WORK INSTRUCTION >>
Take the lines from the beginning of the data below through the line holding "use crate::calendar::HolidayCalendar;" and return exactly those.

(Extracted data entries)

◆ ◆ ◆

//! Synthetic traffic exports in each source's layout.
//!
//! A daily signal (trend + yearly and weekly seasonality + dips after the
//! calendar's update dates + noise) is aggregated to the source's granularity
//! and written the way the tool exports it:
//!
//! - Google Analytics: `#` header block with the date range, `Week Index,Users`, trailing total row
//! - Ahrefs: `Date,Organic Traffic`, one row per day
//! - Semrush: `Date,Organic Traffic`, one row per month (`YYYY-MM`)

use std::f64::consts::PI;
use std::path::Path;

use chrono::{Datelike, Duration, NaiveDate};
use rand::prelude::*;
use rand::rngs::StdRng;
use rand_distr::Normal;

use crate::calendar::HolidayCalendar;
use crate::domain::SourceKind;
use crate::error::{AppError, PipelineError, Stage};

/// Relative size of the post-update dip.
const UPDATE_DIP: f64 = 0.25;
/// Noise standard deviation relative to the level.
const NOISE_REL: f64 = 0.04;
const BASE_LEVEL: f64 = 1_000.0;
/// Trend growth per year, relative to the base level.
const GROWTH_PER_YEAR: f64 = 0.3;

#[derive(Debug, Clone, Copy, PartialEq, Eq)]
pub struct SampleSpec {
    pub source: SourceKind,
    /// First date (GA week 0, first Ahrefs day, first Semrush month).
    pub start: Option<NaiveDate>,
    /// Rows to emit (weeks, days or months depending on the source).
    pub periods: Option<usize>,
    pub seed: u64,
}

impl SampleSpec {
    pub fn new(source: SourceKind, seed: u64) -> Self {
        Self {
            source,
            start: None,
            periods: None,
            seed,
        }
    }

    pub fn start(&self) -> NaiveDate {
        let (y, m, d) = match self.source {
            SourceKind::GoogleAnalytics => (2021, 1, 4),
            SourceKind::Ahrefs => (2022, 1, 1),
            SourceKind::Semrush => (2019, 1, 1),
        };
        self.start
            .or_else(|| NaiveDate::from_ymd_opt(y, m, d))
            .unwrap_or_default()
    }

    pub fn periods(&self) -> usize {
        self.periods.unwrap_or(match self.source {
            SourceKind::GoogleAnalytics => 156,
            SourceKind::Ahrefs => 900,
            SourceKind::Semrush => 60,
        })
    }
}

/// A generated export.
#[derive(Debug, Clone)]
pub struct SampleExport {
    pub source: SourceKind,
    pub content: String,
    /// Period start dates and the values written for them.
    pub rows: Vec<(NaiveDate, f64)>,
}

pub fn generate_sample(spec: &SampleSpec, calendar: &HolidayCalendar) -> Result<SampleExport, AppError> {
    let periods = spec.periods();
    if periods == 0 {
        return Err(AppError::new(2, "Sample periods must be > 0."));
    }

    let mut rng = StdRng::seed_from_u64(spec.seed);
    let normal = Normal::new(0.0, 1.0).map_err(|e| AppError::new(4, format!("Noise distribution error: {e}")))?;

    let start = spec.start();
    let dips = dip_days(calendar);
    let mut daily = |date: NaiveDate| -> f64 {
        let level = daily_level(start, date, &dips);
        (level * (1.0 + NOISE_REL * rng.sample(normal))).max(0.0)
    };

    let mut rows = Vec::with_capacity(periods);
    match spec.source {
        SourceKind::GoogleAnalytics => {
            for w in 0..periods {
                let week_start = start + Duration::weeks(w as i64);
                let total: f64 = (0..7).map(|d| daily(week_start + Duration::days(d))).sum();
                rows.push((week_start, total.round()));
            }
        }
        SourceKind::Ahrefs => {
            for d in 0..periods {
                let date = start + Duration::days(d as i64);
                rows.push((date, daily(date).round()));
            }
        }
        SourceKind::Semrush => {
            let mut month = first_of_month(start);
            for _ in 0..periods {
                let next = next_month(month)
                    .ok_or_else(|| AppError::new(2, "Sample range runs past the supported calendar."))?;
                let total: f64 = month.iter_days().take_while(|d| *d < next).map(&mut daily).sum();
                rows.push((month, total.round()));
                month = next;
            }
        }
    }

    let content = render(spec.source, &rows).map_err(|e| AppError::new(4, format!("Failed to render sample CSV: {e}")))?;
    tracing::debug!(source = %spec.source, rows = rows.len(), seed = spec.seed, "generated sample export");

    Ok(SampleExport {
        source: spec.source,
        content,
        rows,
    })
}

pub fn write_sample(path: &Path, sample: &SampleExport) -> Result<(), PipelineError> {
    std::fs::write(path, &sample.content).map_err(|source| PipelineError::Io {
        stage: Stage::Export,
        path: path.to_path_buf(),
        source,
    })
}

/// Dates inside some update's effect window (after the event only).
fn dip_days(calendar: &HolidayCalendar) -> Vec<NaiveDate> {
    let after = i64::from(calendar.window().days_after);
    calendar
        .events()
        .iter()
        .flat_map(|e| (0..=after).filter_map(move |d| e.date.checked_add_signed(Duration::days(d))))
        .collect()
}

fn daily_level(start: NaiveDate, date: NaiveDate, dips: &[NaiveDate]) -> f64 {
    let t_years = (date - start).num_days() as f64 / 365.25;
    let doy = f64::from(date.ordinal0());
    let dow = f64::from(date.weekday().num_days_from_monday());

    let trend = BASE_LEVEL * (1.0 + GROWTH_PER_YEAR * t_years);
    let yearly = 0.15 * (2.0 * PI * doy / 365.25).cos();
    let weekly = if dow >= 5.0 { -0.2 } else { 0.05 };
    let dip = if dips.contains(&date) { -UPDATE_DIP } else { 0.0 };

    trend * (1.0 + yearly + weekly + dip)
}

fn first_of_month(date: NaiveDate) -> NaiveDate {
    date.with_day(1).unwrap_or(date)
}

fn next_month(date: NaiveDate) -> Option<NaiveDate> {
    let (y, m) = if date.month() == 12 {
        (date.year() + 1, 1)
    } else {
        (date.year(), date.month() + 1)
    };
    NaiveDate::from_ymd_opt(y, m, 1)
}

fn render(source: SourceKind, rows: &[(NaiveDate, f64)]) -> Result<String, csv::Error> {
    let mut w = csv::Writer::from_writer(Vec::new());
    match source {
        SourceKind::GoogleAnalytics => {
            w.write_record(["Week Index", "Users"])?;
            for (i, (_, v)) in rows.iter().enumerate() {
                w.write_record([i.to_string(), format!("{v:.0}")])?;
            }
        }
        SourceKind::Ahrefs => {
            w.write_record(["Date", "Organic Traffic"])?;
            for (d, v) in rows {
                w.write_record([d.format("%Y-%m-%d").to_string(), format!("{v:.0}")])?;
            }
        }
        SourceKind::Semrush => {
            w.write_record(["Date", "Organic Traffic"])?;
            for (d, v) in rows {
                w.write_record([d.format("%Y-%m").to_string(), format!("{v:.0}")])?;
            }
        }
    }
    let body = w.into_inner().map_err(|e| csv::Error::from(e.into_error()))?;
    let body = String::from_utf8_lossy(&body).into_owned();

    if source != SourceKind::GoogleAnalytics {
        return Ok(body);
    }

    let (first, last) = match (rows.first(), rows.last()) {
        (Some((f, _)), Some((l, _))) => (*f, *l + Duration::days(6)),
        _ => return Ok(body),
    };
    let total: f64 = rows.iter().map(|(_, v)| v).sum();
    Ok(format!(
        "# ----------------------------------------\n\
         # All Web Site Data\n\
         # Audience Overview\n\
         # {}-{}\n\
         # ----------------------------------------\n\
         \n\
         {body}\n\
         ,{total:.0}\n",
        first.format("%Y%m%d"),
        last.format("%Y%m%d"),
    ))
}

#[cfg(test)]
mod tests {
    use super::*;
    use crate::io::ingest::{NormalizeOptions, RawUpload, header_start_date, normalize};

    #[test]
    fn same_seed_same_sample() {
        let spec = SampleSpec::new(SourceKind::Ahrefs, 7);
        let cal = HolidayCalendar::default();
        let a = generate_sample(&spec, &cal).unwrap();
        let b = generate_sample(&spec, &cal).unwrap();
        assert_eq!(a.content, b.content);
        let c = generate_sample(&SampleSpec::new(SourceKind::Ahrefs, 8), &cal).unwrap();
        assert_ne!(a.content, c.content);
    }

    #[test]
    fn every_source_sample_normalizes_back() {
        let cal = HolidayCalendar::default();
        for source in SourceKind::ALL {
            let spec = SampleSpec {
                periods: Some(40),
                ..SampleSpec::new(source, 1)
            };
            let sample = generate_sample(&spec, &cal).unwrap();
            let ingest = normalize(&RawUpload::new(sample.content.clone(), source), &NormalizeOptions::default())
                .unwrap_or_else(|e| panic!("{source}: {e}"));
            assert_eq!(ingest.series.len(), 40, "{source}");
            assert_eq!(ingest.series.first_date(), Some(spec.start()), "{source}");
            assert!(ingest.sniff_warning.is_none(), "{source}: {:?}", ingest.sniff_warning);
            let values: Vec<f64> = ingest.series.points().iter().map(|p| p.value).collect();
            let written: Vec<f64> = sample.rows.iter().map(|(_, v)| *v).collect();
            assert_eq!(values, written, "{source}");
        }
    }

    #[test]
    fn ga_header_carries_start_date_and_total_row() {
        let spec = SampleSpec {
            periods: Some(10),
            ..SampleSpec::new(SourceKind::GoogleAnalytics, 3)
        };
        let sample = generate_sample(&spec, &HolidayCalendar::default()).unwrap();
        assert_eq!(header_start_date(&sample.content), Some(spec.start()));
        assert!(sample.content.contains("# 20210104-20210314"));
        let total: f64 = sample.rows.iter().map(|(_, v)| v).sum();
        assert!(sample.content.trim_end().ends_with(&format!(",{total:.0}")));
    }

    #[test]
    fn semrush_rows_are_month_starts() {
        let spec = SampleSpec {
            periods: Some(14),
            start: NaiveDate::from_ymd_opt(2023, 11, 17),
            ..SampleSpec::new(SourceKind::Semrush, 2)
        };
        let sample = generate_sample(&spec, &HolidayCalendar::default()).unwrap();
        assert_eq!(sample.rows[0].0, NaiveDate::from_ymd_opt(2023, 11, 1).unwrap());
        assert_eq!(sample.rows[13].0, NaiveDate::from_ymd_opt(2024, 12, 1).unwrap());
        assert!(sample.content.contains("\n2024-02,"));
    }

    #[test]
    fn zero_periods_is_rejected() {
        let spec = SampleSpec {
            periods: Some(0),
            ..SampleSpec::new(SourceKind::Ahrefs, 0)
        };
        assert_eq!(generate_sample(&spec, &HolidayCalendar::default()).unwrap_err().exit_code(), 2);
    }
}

◆ ◆ ◆

EXERCISE RESULT >>
//! Synthetic traffic exports in each source's layout.
//!
//! A daily signal (trend + yearly and weekly seasonality + dips after the
//! calendar's update dates + noise) is aggregated to the source's granularity
//! and written the way the tool exports it:
//!
//! - Google Analytics: `#` header block with the date range, `Week Index,Users`, trailing total row
//! - Ahrefs: `Date,Organic Traffic`, one row per day
//! - Semrush: `Date,Organic Traffic`, one row per month (`YYYY-MM`)

use std::f64::consts::PI;
use std::path::Path;

use chrono::{Datelike, Duration, NaiveDate};
use rand::prelude::*;
use rand::rngs::StdRng;
use rand_distr::Normal;

use crate::calendar::HolidayCalendar;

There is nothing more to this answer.